=== Provided data ===

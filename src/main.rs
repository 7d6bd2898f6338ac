//! testmux - parallel test host supervisor
//!
//! Launches one out-of-process test host per test module, talks to each over a
//! local channel and merges everything they report into one result stream.
//!
//! ## Usage
//!
//! ```bash
//! # Run prebuilt modules, at most 4 at a time
//! testmux run --test-modules out/A.Tests.dll out/B.Tests.dll --max-parallel-test-modules 4
//!
//! # Let a build report modules as they are built
//! testmux run --build-command ./build.sh -- --filter "Category!=Slow"
//!
//! # Show the options every module accepts
//! testmux run --test-modules out/A.Tests.dll --help-modules
//!
//! # Re-render a saved run
//! testmux results results/testmux_20240101_120000_42.json --format summary
//!
//! # Inspect configuration
//! testmux config show
//! ```

use anyhow::{bail, Context, Result};
use clap::Parser;
use std::io::IsTerminal;
use std::path::Path;
use std::process::ExitCode;
use std::sync::Arc;
use tracing::{error, info};

mod cli;
mod config;
mod executor;
mod ipc;
mod models;
mod orchestrator;
mod output;
mod supervisor;
mod utils;

use cli::{Args, Command, ConfigAction, ConfigArgs, ResultsArgs, RunArgs};
use config::{AppConfig, EnvConfig};
use models::{exit_code, Module};
use orchestrator::{BuildCommand, ModuleSource, Orchestrator};
use output::{load_summary, save_summary, OutputFormat, ResultFormatter, SummaryReporter};
use supervisor::ExecutionMode;
use utils::LogLevel;

#[tokio::main]
async fn main() -> ExitCode {
    let args = Args::parse();
    let env = EnvConfig::load();

    let level = match env.log_level {
        _ if args.verbose => LogLevel::Info,
        Some(level) => level,
        None if env.verbose == Some(true) => LogLevel::Info,
        None => LogLevel::Warn,
    };
    if let Err(e) = utils::init_logging(level, env.trace_file.as_deref()) {
        eprintln!("Error: {e:#}");
        return ExitCode::FAILURE;
    }

    let result = match args.command {
        Command::Run(run_args) => run_modules(run_args, args.config.as_deref(), &env).await,
        Command::Results(results_args) => show_results(results_args).map(|_| exit_code::SUCCESS),
        Command::Config(config_args) => manage_config(config_args, args.config.as_deref(), &env)
            .map(|_| exit_code::SUCCESS),
    };

    match result {
        Ok(code) => ExitCode::from(u8::try_from(code).unwrap_or(1)),
        Err(e) => {
            error!("{e:#}");
            eprintln!("Error: {e:#}");
            ExitCode::FAILURE
        }
    }
}

async fn run_modules(args: RunArgs, config_path: Option<&Path>, env: &EnvConfig) -> Result<i32> {
    let mut config = AppConfig::resolve(config_path, env)?;
    if let Some(max_parallel) = args.max_parallel_test_modules {
        config.max_parallel_test_modules = Some(max_parallel);
    }
    if let Some(launcher) = args.launcher {
        config.host_launcher = launcher;
    }
    if let Some(format) = args.format {
        config.output_format = format;
    }
    if args.results_directory.is_some() {
        config.results_directory = args.results_directory;
    }
    if args.diagnostic_output_directory.is_some() {
        config.diagnostic_output_directory = args.diagnostic_output_directory;
    }
    config.validate()?;

    let mode = if args.help_modules {
        ExecutionMode::Help
    } else if args.list_tests {
        ExecutionMode::ListTests
    } else {
        ExecutionMode::Run
    };

    let format = config.output_format();
    let colorize = !args.no_color && std::io::stdout().is_terminal();
    let formatter = ResultFormatter::new(format).with_color(colorize);

    let mut reporter = SummaryReporter::new();
    if mode == ExecutionMode::Run && format == OutputFormat::Table {
        reporter = reporter.with_live_output(ResultFormatter::new(format).with_color(colorize));
    }
    let reporter = Arc::new(reporter);

    let mut options = config.launch_options().with_forwarded_args(args.forwarded_args);
    options.config_file = args.config_file;

    let source = match args.build_command {
        Some(program) => ModuleSource::Build(BuildCommand::new(program).with_args(args.build_args)),
        None => ModuleSource::Explicit(args.test_modules.into_iter().map(Module::new).collect()),
    };

    let orchestrator = Arc::new(
        Orchestrator::new(options, reporter.clone())
            .with_mode(mode)
            .with_max_parallel(config.max_parallel_test_modules),
    );

    let interrupts = tokio::spawn(forward_interrupts(orchestrator.clone()));
    let outcome = orchestrator.run(source).await;
    interrupts.abort();
    let outcome = outcome.context("Test run aborted")?;

    let summary = reporter.finish(outcome.exit_code, outcome.cancelled);
    match mode {
        ExecutionMode::Help => println!("{}", formatter.format_help(&orchestrator.help_summary())),
        ExecutionMode::ListTests => println!("{}", formatter.format_discovered(&summary)),
        ExecutionMode::Run => println!("{}", formatter.format_run(&summary)),
    }
    if let Some(code) = outcome.build_exit_code.filter(|&code| code != 0) {
        eprintln!("Build failed with exit code {code}");
    }

    if mode == ExecutionMode::Run {
        if let Some(dir) = &config.results_directory {
            save_summary(dir, &summary)?;
        }
    }

    Ok(outcome.exit_code)
}

/// Every Ctrl-C requests cancellation; only the first one has an effect
async fn forward_interrupts(orchestrator: Arc<Orchestrator>) {
    while tokio::signal::ctrl_c().await.is_ok() {
        if orchestrator.cancel() {
            eprintln!("Cancelling; waiting for running test hosts to exit");
        }
    }
}

fn show_results(args: ResultsArgs) -> Result<()> {
    let Some(format) = OutputFormat::from_str(&args.format) else {
        bail!("Unknown output format: {}", args.format);
    };
    let summary = load_summary(&args.file)?;
    let colorize = !args.no_color && std::io::stdout().is_terminal();
    let formatter = ResultFormatter::new(format).with_color(colorize);
    println!("{}", formatter.format_run(&summary));
    Ok(())
}

fn manage_config(args: ConfigArgs, config_path: Option<&Path>, env: &EnvConfig) -> Result<()> {
    match args.action {
        ConfigAction::Show => {
            let config = AppConfig::resolve(config_path, env)?;
            match AppConfig::find(config_path, env) {
                Some(path) => println!("# Loaded from {}", path.display()),
                None => println!("# No config file found, using defaults"),
            }
            let yaml = serde_yaml::to_string(&config).context("Failed to serialize config")?;
            println!("{yaml}");
            if env.has_any() {
                env.print_summary();
            }
        }
        ConfigAction::Init { output, force } => {
            let path = output.unwrap_or_else(config::default_config_path);
            if path.exists() && !force {
                bail!("{} already exists (use --force to overwrite)", path.display());
            }
            AppConfig::default().save(&path)?;
            info!("Wrote default configuration to {}", path.display());
            println!("Wrote default configuration to {}", path.display());
        }
    }
    Ok(())
}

===

» **Problem description**
With the line containing "let path = output.unwrap_or_else(config::default_config_path);" as the first and the final line of the records as the last, copy that span exactly and nothing more.

» **Answer to the problem**
            let path = output.unwrap_or_else(config::default_config_path);
            if path.exists() && !force {
                bail!("{} already exists (use --force to overwrite)", path.display());
            }
            AppConfig::default().save(&path)?;
            info!("Wrote default configuration to {}", path.display());
            println!("Wrote default configuration to {}", path.display());
        }
    }
    Ok(())
}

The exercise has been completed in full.